A North Texas church with a large Eastern European congregation, that has services spoken in Russian, is doing what it can to help Ukrainians both in and outside of the country.

Many of those helping came from Russia and still have family there.

Some North Texans who are from Russia are doing what they can to help people in Ukraine, but they’re also speaking out about Russian propaganda.

"I try to explain to them. They’re just not listening," said Elena Bennett, who was born and raised in Russia.

Bennett still has family there.

"They are brainwashed. They are like zombies," she added.

She said many Russians don’t know the truth regarding Russia’s invasion of Ukraine.

The Kremlin has been conducting a massive misinformation campaign, and the government is threatening a prison sentence for anyone who reports information it doesn’t like.

Dina Lee, who was born in Uzbekistan, said the same goes for her family who are now living in Russia.

"I’m like ‘OK, are you crazy?’" she said. "Russian TV is zombie box, you know."

They’re speaking out, while helping Ukrainians, like family members of their friend Irina Bugayenko.

"Putin don’t kill the people. Don’t kill anybody," Bugayenko said.

Bugayenko, along with her husband and three girls, moved to the U.S. three years ago, but most of her family is in Ukraine.

"Please don’t be indifferent, please donate," she said.

MORE: Russia-Ukraine war coverage

They’re working with Pastor Leo Regheta of River of Life Dallas Church.

"Our world is messed up. There’s too much evil in this world," Regheta said. "God doesn’t pay attention to what country we were born in, what language we speak…I think the entire world is hugging Ukraine right now."

They’re sending money and supplies to people suffering in Ukraine and refugees who got out.

"In Romania, in Poland, and Ukraine, and everyone needs help," Regheta said.

They have assistance from a local non-profit to get essentials to children and their parents.

"Our duty to do this and help out," said Robert Dudley, with Hope Supply Co. "Baby supplies, wipes and sippy cups, and things."

The church also has people on the ground overseas.

"We sprang into action," Regheta said.

The Plano church conducts services in Russian. Some of the congregants and the pastor himself escaped the former USSR.

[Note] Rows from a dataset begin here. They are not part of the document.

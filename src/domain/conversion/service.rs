use std::sync::Arc;
use std::time::Duration;

use moka::future::Cache;
use sha2::{Digest, Sha256};

use super::error::ConversionError;
use crate::domain::document::{DocumentFormat, Extractor};
use crate::domain::synthesis::SynthesisOrchestrator;
use crate::domain::text;
use crate::domain::voice::VoiceCatalog;
use crate::infrastructure::speech::SpeechBackend;
use crate::infrastructure::staging::Staging;

/// One conversion attempt: the uploaded bytes with their declared content
/// type, plus the caller's language and voice selections.
#[derive(Debug)]
pub struct ConversionRequest {
    pub bytes: Vec<u8>,
    pub content_type: String,
    pub language: String,
    pub voice: String,
}

#[derive(Debug, Clone)]
pub struct ConversionResult {
    pub audio: Vec<u8>,
    pub language_code: String,
    pub host_tag: String,
    pub char_count: usize,
}

/// Runs the document-to-audio pipeline: classify, extract, normalize,
/// resolve, synthesize. Strictly sequential; every stage either hands its
/// output to the next stage or ends the request with a typed outcome.
pub struct ConversionService {
    extractor: Extractor,
    catalog: Arc<VoiceCatalog>,
    orchestrator: SynthesisOrchestrator,
    extraction_cache: Option<Cache<String, String>>,
}

impl ConversionService {
    pub fn new(
        backend: Arc<dyn SpeechBackend>,
        catalog: Arc<VoiceCatalog>,
        staging: Arc<Staging>,
        cache_enabled: bool,
    ) -> Self {
        // DOCX and EPUB extraction is pure in the input bytes, so repeated
        // uploads of the same file can reuse the extracted text.
        let extraction_cache = if cache_enabled {
            Some(
                Cache::builder()
                    .max_capacity(100)
                    .time_to_idle(Duration::from_secs(30 * 60))
                    .build(),
            )
        } else {
            None
        };

        Self {
            extractor: Extractor::new(staging.clone()),
            catalog,
            orchestrator: SynthesisOrchestrator::new(backend, staging),
            extraction_cache,
        }
    }

    pub async fn convert(
        &self,
        request: ConversionRequest,
    ) -> Result<ConversionResult, ConversionError> {
        tracing::info!(
            content_type = %request.content_type,
            document_size = request.bytes.len(),
            language = %request.language,
            voice = %request.voice,
            "conversion request"
        );

        // 1. Classify the declared content type
        let Some(format) = DocumentFormat::from_content_type(&request.content_type) else {
            tracing::warn!(content_type = %request.content_type, "unsupported document type");
            return Err(ConversionError::UnsupportedFormat(request.content_type));
        };

        // 2. Extract text, memoized for the container formats
        let extracted = self.extract(request.bytes, format).await?;

        // 3. Normalize whitespace
        let normalized = text::normalize(&extracted);
        let char_count = normalized.chars().count();

        tracing::info!(
            extracted_chars = extracted.len(),
            normalized_chars = normalized.len(),
            "text normalized"
        );

        // 4. An empty result is "nothing to synthesize", reported apart
        // from extraction failure; the backend is never contacted for it.
        if normalized.is_empty() {
            return Err(ConversionError::EmptyExtraction);
        }

        // 5. Resolve the selection pair against the catalogs
        let config = self.catalog.resolve(&request.language, &request.voice)?;

        // 6. Synthesize
        let artifact = self
            .orchestrator
            .synthesize(&normalized, &config)
            .await?
            .ok_or(ConversionError::EmptyExtraction)?;

        Ok(ConversionResult {
            audio: artifact.bytes,
            language_code: config.language_code,
            host_tag: config.host_tag,
            char_count,
        })
    }

    /// Extraction itself is CPU-bound file parsing, so it runs on the
    /// blocking pool. Cache hits skip it entirely.
    async fn extract(
        &self,
        bytes: Vec<u8>,
        format: DocumentFormat,
    ) -> Result<String, ConversionError> {
        let cache_key = match (&self.extraction_cache, format) {
            (Some(_), DocumentFormat::Docx | DocumentFormat::Epub) => {
                let digest = Sha256::digest(&bytes);
                let hex: String = digest.iter().map(|b| format!("{:02x}", b)).collect();
                Some(format!("{}:{}", format, hex))
            }
            _ => None,
        };

        if let (Some(cache), Some(key)) = (&self.extraction_cache, &cache_key) {
            if let Some(cached) = cache.get(key).await {
                tracing::info!(format = %format, "extraction cache hit");
                return Ok(cached);
            }
        }

        let extractor = self.extractor.clone();
        let extracted = tokio::task::spawn_blocking(move || extractor.extract(&bytes, format))
            .await
            .map_err(|e| {
                ConversionError::Extraction(crate::domain::document::ExtractionError::ParseError(
                    format!("extraction task failed: {}", e),
                ))
            })??;

        if let (Some(cache), Some(key)) = (&self.extraction_cache, cache_key) {
            cache.insert(key, extracted.clone()).await;
        }

        Ok(extracted)
    }
}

"We have Ukrainians, Maldivians, Russians, Uzbek, Kazakh, you name it," he said. "I’m doing a good job if our church is reflective of God’s kingdom and that’s what we’re striving for."

"Everyone fights for Ukraine," Bennett said.

"It’s happening now. This is truth," Lee said,

Bennett, Bugayenko, and Lee are a diverse example of those coming together to help Ukrainians while working to speak the truth about the war to their family members in Russia.

"They watch Russian TV’s. We call ‘brainwash,’ we call them zombies because people don’t realize what it really happening right now," Bennett added.